When in Drought, Corporate Agribusiness Attacks Bay-Delta Environmental Protections

As California begins what appears to be a third consecutive dry year, corporate agribusinesses and politicians in the San Joaquin Valley have begun calling for the State and federal government to waive environmental rules governing the Bay-Delta estuary – the same environmental rules that not only protect salmon and other wildlife in the largest estuary on the West Coast of the Americas, but also protect thousands of fishing jobs and water quality for Delta farmers.  

Ironically, at the same time that these special interests are seeking to waive State and federal environmental rules, the State of California and these same agribusinesses are asking Delta farmers, fishermen, conservation groups, and the public to trust that the massive new intakes proposed as part of the Bay Delta Conservation Plan will be operated according to strict environmental rules, which would limit diversions in dry years like this one.  Which begs the obvious question: what’s to prevent these same interests from waiving the rules in the future, after the tunnels are built??  These attempts to blame – and waive – environmental laws threatens the fragile potential for the State to build any new conveyance infrastructure in the Delta. 

And it is drought, not environmental rules, that are the overwhelming cause of water supply reductions.
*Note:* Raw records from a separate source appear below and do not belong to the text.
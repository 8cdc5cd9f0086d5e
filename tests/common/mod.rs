//! In-memory collaborators for pipeline tests.
#![allow(dead_code)]

use std::collections::{HashMap, HashSet};
use std::path::{Path, PathBuf};
use std::sync::Mutex;
use std::sync::atomic::{AtomicUsize, Ordering};

use ndarray::Array3;
use serde::{Deserialize, Serialize};

use satmosaic::core::geo::BoundingBox;
use satmosaic::io::raster::{PixelType, RasterData, RasterError, RasterHeader, RasterIo, reprojected_path};
use satmosaic::source::{FetchDescriptor, ImageHandle, ImageSource, ProviderError};
use satmosaic::types::{QualityFilter, TimeRange};
use satmosaic::RawFetcher;

/// Side length, in pixels, of every generated tile raster.
pub const TILE_PIXELS: usize = 4;

/// Rasters stored as JSON, so tests can build and inspect them without GDAL.
#[derive(Debug, Default)]
pub struct JsonRasterIo {
    pub reprojections: AtomicUsize,
}

#[derive(Serialize, Deserialize)]
struct JsonRaster {
    crs: String,
    dtype: PixelType,
    geotransform: [f64; 6],
    nodata: Option<f64>,
    shape: (usize, usize, usize),
    data: Vec<f64>,
}

pub fn encode(raster: &RasterData) -> String {
    let json = JsonRaster {
        crs: raster.crs.clone(),
        dtype: raster.dtype,
        geotransform: raster.geotransform,
        nodata: raster.nodata,
        shape: raster.pixels.dim(),
        data: raster.pixels.iter().copied().collect(),
    };
    serde_json::to_string(&json).unwrap()
}

impl RasterIo for JsonRasterIo {
    fn read_header(&self, path: &Path) -> Result<RasterHeader, RasterError> {
        self.read(path).map(|r| r.header())
    }

    fn read(&self, path: &Path) -> Result<RasterData, RasterError> {
        let text = std::fs::read_to_string(path)
            .map_err(|e| RasterError::corrupt(path, e.to_string()))?;
        let json: JsonRaster =
            serde_json::from_str(&text).map_err(|e| RasterError::corrupt(path, e.to_string()))?;
        let pixels = Array3::from_shape_vec(json.shape, json.data)
            .map_err(|e| RasterError::corrupt(path, e.to_string()))?;
        Ok(RasterData {
            crs: json.crs,
            dtype: json.dtype,
            geotransform: json.geotransform,
            nodata: json.nodata,
            pixels,
        })
    }

    fn reproject(&self, path: &Path, target_crs: &str, nodata: f64) -> Result<PathBuf, RasterError> {
        self.reprojections.fetch_add(1, Ordering::SeqCst);
        let mut raster = self.read(path)?;
        raster.crs = target_crs.to_string();
        raster.nodata = Some(nodata);
        let out = reprojected_path(path);
        self.write(&out, &raster)?;
        Ok(out)
    }

    fn write(&self, path: &Path, raster: &RasterData) -> Result<(), RasterError> {
        if let Some(parent) = path.parent() {
            std::fs::create_dir_all(parent)?;
        }
        std::fs::write(path, encode(raster))?;
        Ok(())
    }
}

/// A `bands x TILE_PIXELS x TILE_PIXELS` raster georeferenced to `bbox`.
pub fn raster_for(bbox: &BoundingBox, crs: &str, bands: usize, value: f64) -> RasterData {
    raster_sized(bbox, crs, bands, value, TILE_PIXELS)
}

/// A `bands x TILE_PIXELS x cols` raster covering `bbox`.
pub fn raster_sized(bbox: &BoundingBox, crs: &str, bands: usize, value: f64, cols: usize) -> RasterData {
    RasterData {
        crs: crs.to_string(),
        dtype: PixelType::I16,
        geotransform: [
            bbox.west,
            (bbox.east - bbox.west) / cols as f64,
            0.0,
            bbox.north,
            0.0,
            -(bbox.north - bbox.south) / TILE_PIXELS as f64,
        ],
        nodata: Some(-32768.0),
        pixels: Array3::from_elem((bands, TILE_PIXELS, cols), value),
    }
}

/// URL understood by [`GeneratingFetcher`].
pub fn tile_url(bbox: &BoundingBox, band: &str, value: f64, tag: &str) -> String {
    format!(
        "fake://{},{},{},{}/{}/{}{}",
        bbox.west, bbox.south, bbox.east, bbox.north, band, value, tag
    )
}

fn parse_url(url: &str) -> Option<(BoundingBox, f64)> {
    let rest = url.strip_prefix("fake://")?;
    let mut parts = rest.split('/');
    let coords: Vec<f64> = parts
        .next()?
        .split(',')
        .map(|s| s.parse().ok())
        .collect::<Option<_>>()?;
    let _band = parts.next()?;
    let value: f64 = parts.next()?.trim_end_matches(|c: char| c.is_alphabetic() || c == '#').parse().ok()?;
    let bbox = BoundingBox::new(coords[0], coords[1], coords[2], coords[3]).ok()?;
    Some((bbox, value))
}

/// Writes a generated single-band raster for each `fake://` URL.
///
/// URLs tagged `#reject` fail permanently, `#garbage` produce an unreadable
/// file, `#narrow` produce a raster half as wide as the others, and the first `rate_limit_first` calls per URL report rate limiting.
#[derive(Debug, Default)]
pub struct GeneratingFetcher {
    pub calls: AtomicUsize,
    pub rate_limit_first: usize,
    pub crs: String,
    per_url: Mutex<HashMap<String, usize>>,
}

impl GeneratingFetcher {
    pub fn new(crs: &str) -> Self {
        Self {
            crs: crs.to_string(),
            ..Self::default()
        }
    }

    pub fn rate_limited_first(mut self, n: usize) -> Self {
        self.rate_limit_first = n;
        self
    }

    pub fn call_count(&self) -> usize {
        self.calls.load(Ordering::SeqCst)
    }
}

impl RawFetcher for GeneratingFetcher {
    fn fetch(&self, descriptor: &FetchDescriptor, dest: &Path) -> Result<u64, ProviderError> {
        self.calls.fetch_add(1, Ordering::SeqCst);
        let seen = {
            let mut per_url = self.per_url.lock().unwrap();
            let count = per_url.entry(descriptor.url.clone()).or_insert(0);
            *count += 1;
            *count
        };
        if seen <= self.rate_limit_first {
            return Err(ProviderError::RateLimited { retry_after: None });
        }
        if descriptor.url.ends_with("#reject") {
            return Err(ProviderError::Rejected(format!("refused {}", descriptor.url)));
        }
        let body = if descriptor.url.ends_with("#garbage") {
            "II*\0 truncated".to_string()
        } else {
            let (bbox, value) = parse_url(&descriptor.url)
                .ok_or_else(|| ProviderError::Rejected(format!("bad url {}", descriptor.url)))?;
            let cols = if descriptor.url.ends_with("#narrow") {
                TILE_PIXELS / 2
            } else {
                TILE_PIXELS
            };
            encode(&raster_sized(&bbox, &self.crs, 1, value, cols))
        };
        std::fs::write(dest, &body)?;
        Ok(body.len() as u64)
    }
}

/// Returns one scene per searched tile whose footprint is the tile itself.
///
/// Search calls are numbered in order; numbers in `empty` return no scene and
/// numbers in `tagged` append that tag to every asset URL. `band_tagged`
/// does the same for a single `(call, band)` asset.
#[derive(Debug, Default)]
pub struct TileSource {
    pub bands: Vec<String>,
    pub empty: HashSet<usize>,
    pub tagged: HashMap<usize, String>,
    pub band_tagged: HashMap<(usize, usize), String>,
    pub searches: AtomicUsize,
}

impl TileSource {
    pub fn new(bands: &[&str]) -> Self {
        Self {
            bands: bands.iter().map(|b| b.to_string()).collect(),
            ..Self::default()
        }
    }

    pub fn with_empty(mut self, call: usize) -> Self {
        self.empty.insert(call);
        self
    }

    pub fn with_tag(mut self, call: usize, tag: &str) -> Self {
        self.tagged.insert(call, tag.to_string());
        self
    }

    pub fn with_band_tag(mut self, call: usize, band: usize, tag: &str) -> Self {
        self.band_tagged.insert((call, band), tag.to_string());
        self
    }

    pub fn tag_all(mut self, calls: usize, tag: &str) -> Self {
        for call in 0..calls {
            self.tagged.insert(call, tag.to_string());
        }
        self
    }
}

impl ImageSource for TileSource {
    fn name(&self) -> &str {
        "tile-source"
    }

    fn search(
        &self,
        bbox: &BoundingBox,
        _time_range: &TimeRange,
        _filter: &QualityFilter,
    ) -> Result<Vec<ImageHandle>, ProviderError> {
        let call = self.searches.fetch_add(1, Ordering::SeqCst);
        if self.empty.contains(&call) {
            return Ok(Vec::new());
        }
        let tag = self.tagged.get(&call).cloned().unwrap_or_default();
        let assets = self
            .bands
            .iter()
            .enumerate()
            .map(|(i, band)| FetchDescriptor {
                band: Some(band.clone()),
                url: tile_url(
                    bbox,
                    band,
                    (i + 1) as f64,
                    self.band_tagged.get(&(call, i)).unwrap_or(&tag),
                ),
            })
            .collect();
        let cloudy = ImageHandle {
            id: format!("cloudy-{call}"),
            cloud_cover: 15.0,
            acquired: None,
            platform: None,
            footprint: Some(*bbox),
            assets: Vec::new(),
        };
        let clear = ImageHandle {
            id: format!("scene-{call}"),
            cloud_cover: 2.5,
            acquired: None,
            platform: Some("sentinel-2a".into()),
            footprint: Some(*bbox),
            assets,
        };
        Ok(vec![cloudy, clear])
    }
}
The water contractors’ own documents show that protections for salmon and other endangered species in the Delta account for only a small percentage of the water supply reductions this year, as this graphic from the Coachella Valley Water District’s December 10, 2013 Board of Directors meeting shows:

2011-2012 was the last time that Rep. Nunes and other radical House members sought to overturn federal environmental laws and preempt State law regarding management and protection of the Bay-Delta estuary (H.R. 1837).  We can refight these tired old fights if need be, or we can implement and strengthen existing environmental protections and work on longer term solutions, such as improving water use efficiency and water recycling and expanding South of Delta storage (groundwater and surface storage) to allow us to save more water in wet years for use during the inevitable dry years.  But it sheer hypocrisy for Westlands and other contractors to claim that they want to work with the agencies and conservation groups on collaborative science for the Delta and support extensions of the existing biological opinions, and at the same time run to Congress seeking to overturn those very same biological opinions and preempt State law. 

As I’ve written before, dry years also highlight the seeming inequities of California’s “first in time, first in right” water rights system precisely because senior water rights holders get 100% (including many agricultural districts in the San Joaquin Valley, including the so called Exchange Contractors), while contractors like Westlands or Kern County Water Agency get far less.  But just as water rights are the foundation of California law, so too is the Public Trust doctrine, Reasonable Use doctrine, and environmental laws that go back more than a century.   And in their efforts to waive environmental laws, the contractors and their allies in Congress pretend to uphold water rights but ignore that the water rights for the Central Valley Project and State Water Project explicitly are conditioned (see page 148 of this order) on full compliance with the state and federal endangered species acts.

The good news is that the Metropolitan Water District of Southern California has previously announced that the region is unlikely to face water supply shortages next year, despite also receiving a very low water allocation.  This is because Southern California has made significant investments in water use efficiency, water recycling, and other local supplies, and because they have invested in storage and saved water from wet years like 2011 for use in dry years like 2014.  This demonstrates the wisdom of the State’s decision to codify reduced reliance on water exports from the Delta as state policy.  While water transfers should help reduce impacts in the San Joaquin Valley this year, the region also needs to do more to reduce reliance on the Delta and to save water from wet years for dry years like this one.

Even with existing environmental protections in place, in dry years the environment already gets short shrift, with as much as 70% of flows diverted from the watershed, reducing flows into the Delta and San Francisco Bay.  My colleague Dr. Tina Swanson recently analyzed how drastically we have reduced flows through the Delta and into San Francisco Bay in recent years, creating permanent drought-like conditions as a result of unsustainable levels of diversions.  Reducing environmental protections in a dry year like 2014 is likely to further harm salmon and other native fisheries, which likely would result to future restrictions on water diversions as native fisheries decline.  Virtually every independent scientific review has recommended that reducing diversions in dry years is critical to sustain and restore the health of the estuary, and live up to the decades old promise to double wild salmon populations.  This has become known colloquially as the “big gulp, little sip.”

The State Water Project and Central Valley Project took a “big gulp” in 2011, the last wet year, exporting record levels of water from the Delta; will California carry through with the “little sip” in dry years like 2014, or will it waive environmental rules?